Stored data:
..........

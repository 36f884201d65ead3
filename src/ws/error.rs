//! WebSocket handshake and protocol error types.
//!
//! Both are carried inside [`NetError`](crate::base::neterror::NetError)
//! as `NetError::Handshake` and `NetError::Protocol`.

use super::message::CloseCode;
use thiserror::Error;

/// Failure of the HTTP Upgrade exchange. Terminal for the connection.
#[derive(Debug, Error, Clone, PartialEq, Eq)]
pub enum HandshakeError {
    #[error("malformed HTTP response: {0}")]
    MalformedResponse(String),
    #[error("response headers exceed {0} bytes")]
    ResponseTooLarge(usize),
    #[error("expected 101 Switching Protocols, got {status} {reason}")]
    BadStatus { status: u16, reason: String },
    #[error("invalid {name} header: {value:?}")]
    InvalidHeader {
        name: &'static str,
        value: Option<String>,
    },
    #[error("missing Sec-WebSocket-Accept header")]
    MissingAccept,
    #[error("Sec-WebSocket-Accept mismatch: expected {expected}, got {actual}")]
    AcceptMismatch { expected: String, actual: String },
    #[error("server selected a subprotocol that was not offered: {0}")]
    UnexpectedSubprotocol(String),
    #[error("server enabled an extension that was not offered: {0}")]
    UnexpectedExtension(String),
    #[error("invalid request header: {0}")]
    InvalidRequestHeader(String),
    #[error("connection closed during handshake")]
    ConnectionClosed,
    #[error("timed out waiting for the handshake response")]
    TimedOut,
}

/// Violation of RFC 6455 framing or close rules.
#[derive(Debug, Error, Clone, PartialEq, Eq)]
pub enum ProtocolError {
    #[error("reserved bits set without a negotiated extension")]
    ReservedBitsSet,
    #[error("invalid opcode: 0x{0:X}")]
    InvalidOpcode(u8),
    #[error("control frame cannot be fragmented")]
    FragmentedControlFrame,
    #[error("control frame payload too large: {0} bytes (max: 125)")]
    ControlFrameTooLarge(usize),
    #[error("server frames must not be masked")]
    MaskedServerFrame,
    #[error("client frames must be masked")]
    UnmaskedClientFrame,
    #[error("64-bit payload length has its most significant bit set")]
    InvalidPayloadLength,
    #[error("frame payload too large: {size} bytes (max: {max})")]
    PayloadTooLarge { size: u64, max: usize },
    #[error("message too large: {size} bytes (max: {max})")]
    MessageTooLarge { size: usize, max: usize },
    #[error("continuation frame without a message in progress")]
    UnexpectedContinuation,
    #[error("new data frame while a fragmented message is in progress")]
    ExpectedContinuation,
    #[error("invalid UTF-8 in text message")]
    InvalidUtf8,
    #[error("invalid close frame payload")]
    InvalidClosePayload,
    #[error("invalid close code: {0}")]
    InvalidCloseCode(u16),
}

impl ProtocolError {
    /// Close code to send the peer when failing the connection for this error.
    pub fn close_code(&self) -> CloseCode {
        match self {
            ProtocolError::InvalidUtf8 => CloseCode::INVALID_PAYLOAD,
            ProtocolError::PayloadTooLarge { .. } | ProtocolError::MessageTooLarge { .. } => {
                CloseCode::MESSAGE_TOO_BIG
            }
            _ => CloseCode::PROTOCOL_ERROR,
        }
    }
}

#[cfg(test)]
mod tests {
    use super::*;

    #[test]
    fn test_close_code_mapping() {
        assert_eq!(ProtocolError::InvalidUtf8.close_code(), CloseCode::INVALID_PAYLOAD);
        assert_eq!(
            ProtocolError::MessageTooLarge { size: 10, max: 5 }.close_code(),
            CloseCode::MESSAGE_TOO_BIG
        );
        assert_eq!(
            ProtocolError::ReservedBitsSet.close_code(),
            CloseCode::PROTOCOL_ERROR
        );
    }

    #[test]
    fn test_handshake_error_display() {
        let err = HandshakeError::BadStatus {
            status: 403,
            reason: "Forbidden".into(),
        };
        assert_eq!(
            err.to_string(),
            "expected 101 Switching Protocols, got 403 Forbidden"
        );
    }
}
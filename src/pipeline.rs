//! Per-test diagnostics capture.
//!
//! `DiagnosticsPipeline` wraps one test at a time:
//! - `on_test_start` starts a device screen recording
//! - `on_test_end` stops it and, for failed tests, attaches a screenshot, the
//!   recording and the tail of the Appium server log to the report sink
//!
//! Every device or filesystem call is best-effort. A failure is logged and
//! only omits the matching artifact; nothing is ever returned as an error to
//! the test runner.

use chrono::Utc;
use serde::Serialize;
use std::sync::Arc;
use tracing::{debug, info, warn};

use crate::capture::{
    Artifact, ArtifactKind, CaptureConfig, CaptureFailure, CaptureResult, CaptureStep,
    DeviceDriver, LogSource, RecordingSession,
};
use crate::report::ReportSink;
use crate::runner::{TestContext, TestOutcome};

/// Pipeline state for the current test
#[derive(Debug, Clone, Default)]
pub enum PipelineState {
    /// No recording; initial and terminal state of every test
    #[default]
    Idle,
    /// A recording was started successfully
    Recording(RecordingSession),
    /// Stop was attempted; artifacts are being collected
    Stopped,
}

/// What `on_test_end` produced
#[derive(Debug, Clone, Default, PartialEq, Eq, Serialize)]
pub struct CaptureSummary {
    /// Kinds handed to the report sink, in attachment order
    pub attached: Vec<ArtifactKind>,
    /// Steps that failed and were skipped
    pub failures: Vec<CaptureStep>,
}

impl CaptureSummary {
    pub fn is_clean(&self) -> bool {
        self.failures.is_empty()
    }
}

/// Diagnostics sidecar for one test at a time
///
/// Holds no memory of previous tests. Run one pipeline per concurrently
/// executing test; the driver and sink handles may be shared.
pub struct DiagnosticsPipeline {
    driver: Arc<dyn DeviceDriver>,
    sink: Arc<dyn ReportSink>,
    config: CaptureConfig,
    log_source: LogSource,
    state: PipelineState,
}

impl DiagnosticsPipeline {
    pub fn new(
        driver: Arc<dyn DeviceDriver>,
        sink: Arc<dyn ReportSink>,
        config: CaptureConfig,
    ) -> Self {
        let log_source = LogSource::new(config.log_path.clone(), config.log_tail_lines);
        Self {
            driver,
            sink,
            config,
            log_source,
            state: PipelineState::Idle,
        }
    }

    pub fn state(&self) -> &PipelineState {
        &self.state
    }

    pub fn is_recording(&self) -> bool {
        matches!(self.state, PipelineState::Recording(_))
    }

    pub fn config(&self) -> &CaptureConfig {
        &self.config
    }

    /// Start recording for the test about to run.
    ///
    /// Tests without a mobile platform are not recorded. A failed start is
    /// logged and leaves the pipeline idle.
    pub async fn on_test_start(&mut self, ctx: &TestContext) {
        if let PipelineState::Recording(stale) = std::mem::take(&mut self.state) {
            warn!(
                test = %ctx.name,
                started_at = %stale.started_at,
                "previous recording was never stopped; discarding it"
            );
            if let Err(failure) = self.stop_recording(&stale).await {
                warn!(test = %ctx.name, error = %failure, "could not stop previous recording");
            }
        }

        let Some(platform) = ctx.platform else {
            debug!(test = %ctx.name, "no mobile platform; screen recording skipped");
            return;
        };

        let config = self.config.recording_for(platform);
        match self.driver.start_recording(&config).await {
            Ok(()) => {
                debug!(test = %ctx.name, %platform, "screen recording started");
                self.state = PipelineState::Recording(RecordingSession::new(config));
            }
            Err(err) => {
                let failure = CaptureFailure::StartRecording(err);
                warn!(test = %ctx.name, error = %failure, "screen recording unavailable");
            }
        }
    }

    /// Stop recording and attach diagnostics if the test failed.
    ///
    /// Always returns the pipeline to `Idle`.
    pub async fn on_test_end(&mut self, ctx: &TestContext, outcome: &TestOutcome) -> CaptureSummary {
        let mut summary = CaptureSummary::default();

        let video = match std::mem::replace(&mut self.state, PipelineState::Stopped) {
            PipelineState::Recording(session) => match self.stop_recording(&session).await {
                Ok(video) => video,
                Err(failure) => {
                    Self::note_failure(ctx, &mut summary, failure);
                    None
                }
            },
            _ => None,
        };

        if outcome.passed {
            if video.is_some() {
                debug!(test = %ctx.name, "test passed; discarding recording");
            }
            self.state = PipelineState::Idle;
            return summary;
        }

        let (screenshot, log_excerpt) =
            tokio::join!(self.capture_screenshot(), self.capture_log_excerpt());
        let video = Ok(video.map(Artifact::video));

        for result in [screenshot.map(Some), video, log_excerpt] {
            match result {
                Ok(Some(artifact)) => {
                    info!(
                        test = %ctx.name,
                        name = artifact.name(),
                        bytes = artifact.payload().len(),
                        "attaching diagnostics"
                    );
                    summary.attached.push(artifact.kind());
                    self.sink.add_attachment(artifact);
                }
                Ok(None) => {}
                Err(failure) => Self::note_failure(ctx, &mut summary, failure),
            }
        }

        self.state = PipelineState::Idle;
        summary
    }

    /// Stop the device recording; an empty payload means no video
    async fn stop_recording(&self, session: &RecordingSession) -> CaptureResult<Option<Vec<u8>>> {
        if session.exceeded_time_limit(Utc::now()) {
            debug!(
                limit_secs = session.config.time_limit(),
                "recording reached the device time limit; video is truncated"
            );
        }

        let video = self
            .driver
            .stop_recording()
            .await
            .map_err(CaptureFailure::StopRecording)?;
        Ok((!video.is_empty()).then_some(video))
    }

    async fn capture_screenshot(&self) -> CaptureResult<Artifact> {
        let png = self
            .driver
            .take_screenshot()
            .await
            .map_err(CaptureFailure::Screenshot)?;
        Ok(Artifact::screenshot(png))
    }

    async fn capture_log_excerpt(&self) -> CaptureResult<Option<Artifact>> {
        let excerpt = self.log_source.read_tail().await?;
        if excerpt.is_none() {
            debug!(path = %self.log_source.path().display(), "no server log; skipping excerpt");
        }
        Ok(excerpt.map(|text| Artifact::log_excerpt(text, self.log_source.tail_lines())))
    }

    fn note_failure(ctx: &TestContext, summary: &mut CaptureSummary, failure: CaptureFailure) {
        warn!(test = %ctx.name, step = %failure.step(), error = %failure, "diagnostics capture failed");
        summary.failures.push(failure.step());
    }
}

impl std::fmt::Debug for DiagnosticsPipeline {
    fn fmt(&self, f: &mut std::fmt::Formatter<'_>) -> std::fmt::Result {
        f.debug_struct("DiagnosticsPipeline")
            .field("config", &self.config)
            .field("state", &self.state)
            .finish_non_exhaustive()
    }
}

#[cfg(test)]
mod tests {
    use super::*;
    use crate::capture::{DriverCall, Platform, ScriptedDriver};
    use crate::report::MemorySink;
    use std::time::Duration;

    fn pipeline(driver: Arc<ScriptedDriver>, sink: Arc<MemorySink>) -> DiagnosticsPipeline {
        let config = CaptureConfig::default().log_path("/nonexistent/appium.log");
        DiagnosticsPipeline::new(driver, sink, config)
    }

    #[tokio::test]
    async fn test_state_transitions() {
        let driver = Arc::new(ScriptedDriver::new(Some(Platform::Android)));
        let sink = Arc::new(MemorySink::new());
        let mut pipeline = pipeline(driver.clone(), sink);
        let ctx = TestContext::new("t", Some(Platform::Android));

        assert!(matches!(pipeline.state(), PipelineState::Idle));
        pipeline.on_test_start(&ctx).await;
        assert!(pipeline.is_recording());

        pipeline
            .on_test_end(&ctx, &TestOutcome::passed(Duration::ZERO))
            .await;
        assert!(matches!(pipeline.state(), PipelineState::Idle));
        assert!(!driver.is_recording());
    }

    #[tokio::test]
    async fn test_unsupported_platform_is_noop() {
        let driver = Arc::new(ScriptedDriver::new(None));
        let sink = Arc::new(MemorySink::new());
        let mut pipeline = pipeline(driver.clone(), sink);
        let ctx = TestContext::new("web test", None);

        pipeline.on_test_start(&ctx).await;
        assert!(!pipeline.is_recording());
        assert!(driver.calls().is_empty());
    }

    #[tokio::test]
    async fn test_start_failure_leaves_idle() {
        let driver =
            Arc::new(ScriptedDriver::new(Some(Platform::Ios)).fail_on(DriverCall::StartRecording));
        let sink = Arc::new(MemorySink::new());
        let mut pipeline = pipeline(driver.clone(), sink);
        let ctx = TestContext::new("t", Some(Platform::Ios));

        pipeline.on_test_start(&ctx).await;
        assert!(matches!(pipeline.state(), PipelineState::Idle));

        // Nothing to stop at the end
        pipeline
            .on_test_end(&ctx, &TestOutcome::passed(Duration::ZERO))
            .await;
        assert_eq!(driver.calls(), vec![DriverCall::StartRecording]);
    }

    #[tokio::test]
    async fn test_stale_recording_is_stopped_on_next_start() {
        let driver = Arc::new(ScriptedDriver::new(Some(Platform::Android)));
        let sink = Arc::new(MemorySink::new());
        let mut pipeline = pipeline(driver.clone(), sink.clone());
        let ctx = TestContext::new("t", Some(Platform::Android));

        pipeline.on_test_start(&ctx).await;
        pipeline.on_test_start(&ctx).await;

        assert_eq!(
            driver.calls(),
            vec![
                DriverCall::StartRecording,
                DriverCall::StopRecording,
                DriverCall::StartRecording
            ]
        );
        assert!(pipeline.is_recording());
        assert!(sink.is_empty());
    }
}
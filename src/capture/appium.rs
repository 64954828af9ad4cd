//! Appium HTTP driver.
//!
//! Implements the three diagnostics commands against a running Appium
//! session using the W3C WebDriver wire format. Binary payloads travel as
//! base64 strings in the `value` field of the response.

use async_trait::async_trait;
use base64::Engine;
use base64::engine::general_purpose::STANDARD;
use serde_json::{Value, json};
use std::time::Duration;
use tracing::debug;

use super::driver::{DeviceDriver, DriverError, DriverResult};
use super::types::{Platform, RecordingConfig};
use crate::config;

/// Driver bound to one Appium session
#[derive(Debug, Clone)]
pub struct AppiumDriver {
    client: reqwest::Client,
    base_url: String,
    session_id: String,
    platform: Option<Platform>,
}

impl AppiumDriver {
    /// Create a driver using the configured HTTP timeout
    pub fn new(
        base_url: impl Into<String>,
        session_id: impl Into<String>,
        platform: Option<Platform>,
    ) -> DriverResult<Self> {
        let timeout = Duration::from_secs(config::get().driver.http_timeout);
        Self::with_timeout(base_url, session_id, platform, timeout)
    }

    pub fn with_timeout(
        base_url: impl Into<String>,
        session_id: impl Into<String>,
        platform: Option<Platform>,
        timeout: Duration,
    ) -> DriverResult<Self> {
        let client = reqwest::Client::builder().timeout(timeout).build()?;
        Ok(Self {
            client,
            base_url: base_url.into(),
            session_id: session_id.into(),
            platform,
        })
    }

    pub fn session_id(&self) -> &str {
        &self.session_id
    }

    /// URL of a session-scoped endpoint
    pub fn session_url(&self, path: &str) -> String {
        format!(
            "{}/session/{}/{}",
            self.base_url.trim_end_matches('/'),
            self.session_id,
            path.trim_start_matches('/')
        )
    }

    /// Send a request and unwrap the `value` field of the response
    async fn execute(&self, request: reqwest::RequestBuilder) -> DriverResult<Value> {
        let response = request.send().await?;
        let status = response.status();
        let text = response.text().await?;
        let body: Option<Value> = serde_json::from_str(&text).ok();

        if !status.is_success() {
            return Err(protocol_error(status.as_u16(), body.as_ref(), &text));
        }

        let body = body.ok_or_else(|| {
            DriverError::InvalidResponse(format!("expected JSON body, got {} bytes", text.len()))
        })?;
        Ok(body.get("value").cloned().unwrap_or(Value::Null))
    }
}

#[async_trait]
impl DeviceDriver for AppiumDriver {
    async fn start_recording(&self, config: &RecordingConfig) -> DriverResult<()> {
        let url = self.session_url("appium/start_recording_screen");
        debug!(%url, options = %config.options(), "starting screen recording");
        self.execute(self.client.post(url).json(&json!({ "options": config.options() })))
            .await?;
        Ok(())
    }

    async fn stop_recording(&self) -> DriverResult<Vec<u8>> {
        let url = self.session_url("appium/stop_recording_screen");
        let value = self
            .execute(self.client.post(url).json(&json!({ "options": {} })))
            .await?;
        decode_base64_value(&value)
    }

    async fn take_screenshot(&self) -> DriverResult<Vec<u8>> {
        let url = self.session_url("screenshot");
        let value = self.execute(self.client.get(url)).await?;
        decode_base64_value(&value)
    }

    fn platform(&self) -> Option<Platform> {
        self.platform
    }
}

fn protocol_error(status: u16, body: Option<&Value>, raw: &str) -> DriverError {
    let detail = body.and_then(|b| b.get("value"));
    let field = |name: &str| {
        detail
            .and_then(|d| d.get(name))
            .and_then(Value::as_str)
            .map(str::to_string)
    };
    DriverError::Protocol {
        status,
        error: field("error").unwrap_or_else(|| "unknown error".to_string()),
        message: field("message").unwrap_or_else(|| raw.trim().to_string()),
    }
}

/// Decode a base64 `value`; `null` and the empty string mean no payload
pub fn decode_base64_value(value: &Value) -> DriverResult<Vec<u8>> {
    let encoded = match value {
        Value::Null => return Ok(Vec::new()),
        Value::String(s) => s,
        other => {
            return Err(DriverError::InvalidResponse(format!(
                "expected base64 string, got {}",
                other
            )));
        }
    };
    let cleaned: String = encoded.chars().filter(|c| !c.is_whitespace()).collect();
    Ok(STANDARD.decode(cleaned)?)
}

..........

Instructions to follow: The answer must hold exactly the lines of the entries above, from the first line through the line that contains "use thiserror::Error;", and no others.

Exercise response:
repository 36f884201d65ead3
filename src/ws/error.rs
//! WebSocket handshake and protocol error types.
//!
//! Both are carried inside [`NetError`](crate::base::neterror::NetError)
//! as `NetError::Handshake` and `NetError::Protocol`.

use super::message::CloseCode;
use thiserror::Error;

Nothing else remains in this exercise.